Epigenetic basis of addictive disorders
Drug addiction is a chronic, relapsing brain disorder characterized by compulsive drug seeking and use despite harmful consequences. While maladaptive changes to the brain reward system induced by chronic drug use play a fundamental role in the development of the disease, the underlying epigenetic mechanisms that govern drug seeking, craving and relapse remain poorly understood.
We seek to identify and manipulate epigenetic ‘signatures’ specific to each phase of drug addiction in molecularly-defined neuronal populations, with the ultimate goal of altering the behavioral course of the disease.

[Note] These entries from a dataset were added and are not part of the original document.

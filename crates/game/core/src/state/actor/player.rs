/// Progression data carried only by the player.
#[derive(Clone, Debug, PartialEq, Eq)]
#[cfg_attr(feature = "serde", derive(serde::Serialize, serde::Deserialize))]
pub struct PlayerData {
    pub experience: u32,
    /// Experience needed for the next level-up.
    pub next_level_exp: u32,
    pub gold: u32,
}

impl PlayerData {
    pub const STARTING_THRESHOLD: u32 = 100;
}

impl Default for PlayerData {
    fn default() -> Self {
        Self {
            experience: 0,
            next_level_exp: Self::STARTING_THRESHOLD,
            gold: 0,
        }
    }
}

Toward this goal, our laboratory has developed a multidisciplinary platform that includes the following techniques:
Low-input molecular profiling (Transcriptome / Methylome / Chromatin accessibility)
Massively parallel single cell transcriptome sequencing (Drop-Seq and 10x Genomics)

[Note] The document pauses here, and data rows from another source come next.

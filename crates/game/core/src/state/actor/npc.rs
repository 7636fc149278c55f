use crate::state::Position;

/// What an NPC does when the player talks to it.
#[derive(
    Clone,
    Copy,
    Debug,
    Default,
    PartialEq,
    Eq,
    Hash,
    strum::Display,
    strum::EnumString,
    strum::AsRefStr,
)]
#[cfg_attr(feature = "serde", derive(serde::Serialize, serde::Deserialize))]
#[cfg_attr(feature = "serde", serde(rename_all = "snake_case"))]
#[strum(serialize_all = "snake_case", ascii_case_insensitive)]
pub enum NpcRole {
    #[default]
    Villager,
    Merchant,
    QuestGiver,
}

/// How an NPC moves on its own.
#[derive(
    Clone,
    Copy,
    Debug,
    Default,
    PartialEq,
    Eq,
    Hash,
    strum::Display,
    strum::EnumString,
    strum::AsRefStr,
)]
#[cfg_attr(feature = "serde", derive(serde::Serialize, serde::Deserialize))]
#[cfg_attr(feature = "serde", serde(rename_all = "snake_case"))]
#[strum(serialize_all = "snake_case", ascii_case_insensitive)]
pub enum MovementPattern {
    #[default]
    Static,
    Patrol,
}

/// Scripted NPC data: role, dialog hook and waypoint patrol.
#[derive(Clone, Debug, PartialEq)]
#[cfg_attr(feature = "serde", derive(serde::Serialize, serde::Deserialize))]
pub struct NpcData {
    pub role: NpcRole,
    /// Dialog tree started on interaction, owned by the dialog system.
    pub dialog_id: Option<String>,
    pub pattern: MovementPattern,
    pub waypoints: Vec<Position>,
    pub current_waypoint: usize,
    /// Seconds left before resuming the patrol.
    pub wait_remaining: f32,
    /// Talking distance. Unset NPCs take the world default when spawned
    /// through the engine.
    pub interaction_range: Option<f32>,
}

impl NpcData {
    pub fn stationary(role: NpcRole) -> Self {
        Self {
            role,
            ..Self::default()
        }
    }

    pub fn patrol(waypoints: Vec<Position>) -> Self {
        Self {
            pattern: MovementPattern::Patrol,
            waypoints,
            ..Self::default()
        }
    }

    pub fn with_dialog(mut self, dialog_id: impl Into<String>) -> Self {
        self.dialog_id = Some(dialog_id.into());
        self
    }

    pub fn with_role(mut self, role: NpcRole) -> Self {
        self.role = role;
        self
    }

    pub fn with_interaction_range(mut self, range: f32) -> Self {
        self.interaction_range = Some(range);
        self
    }
}

impl Default for NpcData {
    fn default() -> Self {
        Self {
            role: NpcRole::Villager,
            dialog_id: None,
            pattern: MovementPattern::Static,
            waypoints: Vec::new(),
            current_waypoint: 0,
            wait_remaining: 0.0,
            interaction_range: None,
        }
    }
}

In vivo nuclear labeling and capture of specific neuronal subtypes
Gene editing using CRISPR/Cas9 techniques
Intravenous cocaine self-administration in mice
Viral tracing and chemogenetic manipulation
In vivo calcium imaging (Inscopix's nVoke) in freely-behaving mice
Using these techniques, we are defining the role of major neuron clusters of the reward system (VTA, NAc, and PFC) and understanding how the various neuron clusters regulate the addictive behaviors at the molecule level.